INSTRUCTIONS TO FOLLOW: Exactly the lines from the first line of the listing through the line containing "rotation task ended." should appear in the output, unchanged.

EXTRACTED ENTRIES:
//! The per-session rotation task.

use std::sync::Arc;

use rollcall_session::{Rotation, SessionError, SessionState};
use tokio::sync::oneshot;
use tokio::task::JoinHandle;

use crate::{CodeDisplay, CodeUpdate, DisplayError, RotationConfig, RotationScheduler};

/// How a rotation task ended.
#[derive(Debug, Clone, Copy, PartialEq, Eq)]
pub struct RotationSummary {
    /// Codes issued after the opening one.
    pub rotations: u64,
    /// `true` if the task was cancelled, `false` if it noticed the session
    /// had closed on its own.
    pub cancelled: bool,
}

/// Owner's handle to a running rotation task.
///
/// Dropping the handle also stops the task (the shutdown channel closes),
/// but [`cancel`](Self::cancel) is the only way to know it has exited.
#[derive(Debug)]
pub struct RotationHandle {
    shutdown: oneshot::Sender<()>,
    join: JoinHandle<RotationSummary>,
}

impl RotationHandle {
    /// Stop rotating and wait for the task to exit.
    ///
    /// Once this returns, no further `rotate` or `show_code` call from this
    /// task can happen.
    pub async fn cancel(self) -> RotationSummary {
        let _ = self.shutdown.send(());
        match self.join.await {
            Ok(summary) => summary,
            Err(err) => {
                tracing::error!(%err, "rotation task panicked");
                RotationSummary {
                    rotations: 0,
                    cancelled: true,
                }
            }
        }
    }

    /// `true` once the task has exited.
    pub fn is_finished(&self) -> bool {
        self.join.is_finished()
    }
}

/// Spawns the rotation task for the session currently open in `state`.
///
/// Every `config.interval` the task rotates the code and pushes it to each
/// display attached to the session. It ends when cancelled or when
/// `rotate` reports the session is no longer active.
pub fn spawn_rotation<D: CodeDisplay>(
    state: Arc<SessionState>,
    display: Arc<D>,
    config: RotationConfig,
) -> RotationHandle {
    let (shutdown, shutdown_rx) = oneshot::channel();
    let join = tokio::spawn(run(state, display, config, shutdown_rx));
    RotationHandle { shutdown, join }
}

async fn run<D: CodeDisplay>(
    state: Arc<SessionState>,
    display: Arc<D>,
    config: RotationConfig,
    mut shutdown: oneshot::Receiver<()>,
) -> RotationSummary {
    let mut scheduler = RotationScheduler::new(config);
    let interval = scheduler.interval();
    tracing::info!(interval_secs = interval.as_secs_f64(), "rotation task started");

    let mut issued = 0u64;
    let cancelled = loop {
        tokio::select! {
            biased;
            _ = &mut shutdown => break true,
            tick = scheduler.wait_for_rotation() => {
                let rotation = match state.rotate().await {
                    Ok(rotation) => rotation,
                    Err(SessionError::NotActive) => break false,
                    Err(err) => {
                        tracing::error!(%err, "rotation failed, stopping");
                        break false;
                    }
                };
                issued += 1;
                tracing::debug!(
                    session_id = %rotation.session_id,
                    rotation = tick.rotation,
                    submitted = rotation.submitted,
                    "code rotated"
                );
                push(&state, display.as_ref(), rotation, interval).await;
            }
        }
    };

    let summary = RotationSummary {
        rotations: issued,
        cancelled,
    };
    tracing::info!(
        rotations = summary.rotations,
        cancelled,
        "rotation task stopped"
    );
    summary
}

async fn push<D: CodeDisplay>(
    state: &SessionState,
    display: &D,
    rotation: Rotation,
    interval: std::time::Duration,
) {
    let update = CodeUpdate {
        session_id: rotation.session_id,
        code: rotation.code,
        submitted: rotation.submitted,
        interval,
    };
    for handle in &rotation.displays {
        match display.show_code(handle, &update).await {
            Ok(()) => {}
            Err(DisplayError::Gone(gone)) => {
                tracing::warn!(display = %gone, "display gone, detaching");
                state.detach_display(&gone).await;
            }
            Err(DisplayError::Failed(reason)) => {
                tracing::warn!(display = %handle, %reason, "display update failed");
            }
        }
    }
}
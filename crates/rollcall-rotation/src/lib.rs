//! Timed code rotation for Rollcall.
//!
//! While a session is open, its code is replaced every `interval`
//! (default 15 s) and the new code is pushed to every display the
//! transport registered for the session.
//!
//! # Pieces
//!
//! - [`RotationScheduler`]: the timer. Pure timing, knows nothing about
//!   sessions.
//! - [`CodeDisplay`]: the seam to the transport that renders codes.
//! - [`spawn_rotation`]: one Tokio task per open session that ties the
//!   two to a [`SessionState`](rollcall_session::SessionState).
//!   Returns a [`RotationHandle`] used to stop it.
//!
//! # Integration
//!
//! ```ignore
//! let opened = state.open(session_id).await?;
//! let rotation = spawn_rotation(Arc::clone(&state), display, config);
//! // ... later
//! let snapshot = state.close().await?;
//! rotation.cancel().await; // returns once the task has exited
//! ```

#![allow(async_fn_in_trait)]

mod display;
mod error;
mod task;

pub use display::{CloseSummary, CodeDisplay, CodeUpdate, NullDisplay};
pub use error::DisplayError;
pub use task::{RotationHandle, RotationSummary, spawn_rotation};

use std::time::Duration;

use serde::{Deserialize, Serialize};
use tokio::time::{self, Instant};
use tracing::{debug, warn};

// ---------------------------------------------------------------------------
// Configuration
// ---------------------------------------------------------------------------

/// Configuration for code rotation.
#[derive(Debug, Clone, Copy, PartialEq, Eq, Serialize, Deserialize)]
pub struct RotationConfig {
    /// How long each code stays valid. Also the time between rotations.
    pub interval: Duration,
}

impl Default for RotationConfig {
    fn default() -> Self {
        Self {
            interval: Duration::from_secs(15),
        }
    }
}

impl RotationConfig {
    /// Shortest interval accepted.
    pub const MIN_INTERVAL: Duration = Duration::from_secs(1);

    /// Below this, participants can hardly type the code in time.
    pub const RECOMMENDED_MIN_INTERVAL: Duration = Duration::from_secs(5);

    /// Longest interval accepted: one day.
    pub const MAX_INTERVAL: Duration = Duration::from_secs(24 * 60 * 60);

    /// Create a config with the given interval in seconds.
    pub fn with_secs(secs: u64) -> Self {
        Self {
            interval: Duration::from_secs(secs),
        }
    }

    /// Clamp out-of-range values so the config is safe to use.
    ///
    /// Called automatically by [`RotationScheduler::new`]. Rules:
    /// - `interval` raised to at least [`Self::MIN_INTERVAL`].
    /// - `interval` lowered to at most [`Self::MAX_INTERVAL`].
    /// - A warning is logged below [`Self::RECOMMENDED_MIN_INTERVAL`].
    pub fn validated(mut self) -> Self {
        if self.interval < Self::MIN_INTERVAL {
            warn!(
                interval_ms = self.interval.as_millis() as u64,
                "rotation interval below 1s, clamping"
            );
            self.interval = Self::MIN_INTERVAL;
        }
        if self.interval > Self::MAX_INTERVAL {
            warn!(
                interval_secs = self.interval.as_secs(),
                "rotation interval above one day, clamping"
            );
            self.interval = Self::MAX_INTERVAL;
        }
        if self.interval < Self::RECOMMENDED_MIN_INTERVAL {
            warn!(
                interval_secs = self.interval.as_secs_f64(),
                "rotation interval below the recommended 5s"
            );
        }
        self
    }
}

// ---------------------------------------------------------------------------
// Tick info
// ---------------------------------------------------------------------------

/// Returned by [`RotationScheduler::wait_for_rotation`].
#[derive(Debug, Clone, Copy, PartialEq, Eq)]
pub struct RotationTick {
    /// Monotonically increasing rotation number (starts at 1).
    pub rotation: u64,
    /// Rotations that were due while we were late (0 in normal operation).
    pub skipped: u64,
}

// ---------------------------------------------------------------------------
// Scheduler
// ---------------------------------------------------------------------------

/// Fixed-interval rotation timer.
///
/// Late wake-ups never cause a burst: missed rotations are skipped and the
/// next one is scheduled a full interval after the actual wake-up, so a
/// code is always on screen for at least `interval`.
#[derive(Debug)]
pub struct RotationScheduler {
    interval: Duration,
    /// When the next rotation is due.
    next: Instant,
    rotations: u64,
}

impl RotationScheduler {
    /// Create a scheduler whose first rotation is one interval from now.
    pub fn new(config: RotationConfig) -> Self {
        let config = config.validated();
        debug!(
            interval_secs = config.interval.as_secs_f64(),
            "rotation scheduler created"
        );
        Self {
            interval: config.interval,
            next: Instant::now() + config.interval,
            rotations: 0,
        }
    }

    /// Wait until the next rotation is due.
    pub async fn wait_for_rotation(&mut self) -> RotationTick {
        time::sleep_until(self.next).await;

        let now = Instant::now();
        let late_by = now.saturating_duration_since(self.next);
        let skipped = (late_by.as_nanos() / self.interval.as_nanos()) as u64;
        if skipped > 0 {
            warn!(
                rotation = self.rotations + 1,
                skipped,
                late_ms = late_by.as_secs_f64() * 1000.0,
                "rotation overdue, skipping ahead"
            );
        }

        self.rotations += 1;
        self.next = now + self.interval;

        RotationTick {
            rotation: self.rotations,
            skipped,
        }
    }

    /// Restart the countdown: the next rotation is one interval from now.
    pub fn reset(&mut self) {
        self.next = Instant::now() + self.interval;
    }

    /// Rotations fired so far.
    pub fn rotations(&self) -> u64 {
        self.rotations
    }

    /// The validated interval.
    pub fn interval(&self) -> Duration {
        self.interval
    }
}
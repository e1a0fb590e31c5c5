//! Embedded schema migrations for [`SqliteStore`](crate::SqliteStore).
//!
//! Each migration is a list of statements applied in order and recorded
//! in `_migrations`, so opening an existing database only applies what is
//! new.

use sqlx::{Row, SqlitePool};

use crate::StoreError;

/// One schema step.
#[derive(Debug, Clone, Copy)]
pub struct Migration {
    /// Unique, strictly increasing.
    pub version: i64,
    pub name: &'static str,
    pub statements: &'static [&'static str],
}

pub const MIGRATIONS: &[Migration] = &[
    Migration {
        version: 1,
        name: "create_attendance",
        statements: &[
            r#"
            CREATE TABLE IF NOT EXISTS attendance (
                id INTEGER PRIMARY KEY AUTOINCREMENT,
                participant_id INTEGER NOT NULL,
                display_name TEXT NOT NULL,
                timestamp TEXT NOT NULL,
                date TEXT NOT NULL,
                session_id TEXT NOT NULL,
                status TEXT,
                UNIQUE(participant_id, session_id)
            )
            "#,
            "CREATE INDEX IF NOT EXISTS idx_attendance_session ON attendance(session_id)",
            "CREATE INDEX IF NOT EXISTS idx_attendance_date ON attendance(date)",
        ],
    },
    Migration {
        version: 2,
        name: "create_enrollment",
        statements: &[
            r#"
            CREATE TABLE IF NOT EXISTS enrollment (
                participant_id INTEGER PRIMARY KEY,
                student_id TEXT NOT NULL,
                student_name TEXT
            )
            "#,
            "CREATE INDEX IF NOT EXISTS idx_enrollment_student ON enrollment(student_id)",
        ],
    },
];

/// Applies every migration not yet recorded. Returns how many ran.
pub async fn run_migrations(pool: &SqlitePool) -> Result<usize, StoreError> {
    sqlx::query(
        r#"
        CREATE TABLE IF NOT EXISTS _migrations (
            version INTEGER PRIMARY KEY,
            name TEXT NOT NULL,
            applied_at TEXT NOT NULL DEFAULT CURRENT_TIMESTAMP
        )
        "#,
    )
    .execute(pool)
    .await?;

    let applied: Vec<i64> = sqlx::query("SELECT version FROM _migrations ORDER BY version")
        .fetch_all(pool)
        .await?
        .iter()
        .map(|row| row.try_get("version"))
        .collect::<Result<_, _>>()?;

    let mut count = 0;
    for migration in MIGRATIONS.iter().filter(|m| !applied.contains(&m.version)) {
        apply(pool, migration).await?;
        tracing::info!(version = migration.version, name = migration.name, "migration applied");
        count += 1;
    }
    Ok(count)
}

async fn apply(pool: &SqlitePool, migration: &Migration) -> Result<(), StoreError> {
    let failed = |source| StoreError::Migration {
        version: migration.version,
        name: migration.name,
        source,
    };

    let mut tx = pool.begin().await?;
    for statement in migration.statements {
        sqlx::query(statement)
            .execute(&mut *tx)
            .await
            .map_err(failed)?;
    }
    sqlx::query("INSERT INTO _migrations (version, name) VALUES (?, ?)")
        .bind(migration.version)
        .bind(migration.name)
        .execute(&mut *tx)
        .await
        .map_err(failed)?;
    tx.commit().await?;
    Ok(())
}
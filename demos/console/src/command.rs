use chrono::NaiveDate;
use rollcall::prelude::{ParticipantId, SessionId};
use rollcall::rollcall_types::DATE_FORMAT;

pub const HELP: &str = "\
commands:
  open                                   open a session
  close                                  close and commit
  here <user> <name> <code>              submit a code as <user>
  status                                 show the open session
  register <user> <student_id> [name]    link a user to a student id
  excuse <student> [date]                mark excused (date YYYY-MM-DD)
  present <student> [date] [session]     mark present
  remove <student> <date|-> [session]    delete attendance
  export [session]                       print records as JSON lines
  sessions                               list stored sessions
  quit";

#[derive(Debug, PartialEq, Eq)]
pub enum Command {
    Open,
    Close,
    Here {
        user: ParticipantId,
        name: String,
        code: String,
    },
    Status,
    Register {
        user: ParticipantId,
        student_id: String,
        name: Option<String>,
    },
    Excuse {
        student: String,
        date: Option<NaiveDate>,
    },
    Present {
        student: String,
        date: Option<NaiveDate>,
        session: Option<SessionId>,
    },
    Remove {
        student: String,
        date: Option<NaiveDate>,
        session: Option<SessionId>,
    },
    Export {
        session: Option<SessionId>,
    },
    Sessions,
    Help,
    Quit,
}

pub fn parse(line: &str) -> Result<Command, String> {
    let mut words = line.split_whitespace();
    let Some(verb) = words.next() else {
        return Err("empty command".into());
    };
    let rest: Vec<&str> = words.collect();

    let cmd = match (verb.to_ascii_lowercase().as_str(), rest.as_slice()) {
        ("open", []) => Command::Open,
        ("close", []) => Command::Close,
        ("here", [user, name, code]) => Command::Here {
            user: user_id(user)?,
            name: name.to_string(),
            code: code.to_string(),
        },
        ("status", []) => Command::Status,
        ("register", [user, student_id, name @ ..]) => Command::Register {
            user: user_id(user)?,
            student_id: student_id.to_string(),
            name: (!name.is_empty()).then(|| name.join(" ")),
        },
        ("excuse", [student, date @ ..]) if date.len() <= 1 => Command::Excuse {
            student: student.to_string(),
            date: optional_date(date.first().copied())?,
        },
        ("present", [student, more @ ..]) if more.len() <= 2 => Command::Present {
            student: student.to_string(),
            date: optional_date(more.first().copied())?,
            session: more.get(1).map(|s| SessionId::new(*s)),
        },
        ("remove", [student, date, session @ ..]) if session.len() <= 1 => Command::Remove {
            student: student.to_string(),
            date: optional_date(Some(date))?,
            session: session.first().map(|s| SessionId::new(*s)),
        },
        ("export", [session @ ..]) if session.len() <= 1 => Command::Export {
            session: session.first().map(|s| SessionId::new(*s)),
        },
        ("sessions", []) => Command::Sessions,
        ("help", _) => Command::Help,
        ("quit" | "exit", _) => Command::Quit,
        (verb, _) => return Err(format!("bad or incomplete command: {verb} (try `help`)")),
    };
    Ok(cmd)
}

fn user_id(text: &str) -> Result<ParticipantId, String> {
    text.parse().map_err(|_| format!("not a user id: {text}"))
}

/// `-` means "not given".
fn optional_date(text: Option<&str>) -> Result<Option<NaiveDate>, String> {
    match text {
        None | Some("-") => Ok(None),
        Some(text) => NaiveDate::parse_from_str(text, DATE_FORMAT)
            .map(Some)
            .map_err(|_| format!("invalid date {text}, use YYYY-MM-DD")),
    }
}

PROBLEM SOLUTION:
//! The per-session rotation task.

use std::sync::Arc;

use rollcall_session::{Rotation, SessionError, SessionState};
use tokio::sync::oneshot;
use tokio::task::JoinHandle;

use crate::{CodeDisplay, CodeUpdate, DisplayError, RotationConfig, RotationScheduler};

/// How a rotation task ended.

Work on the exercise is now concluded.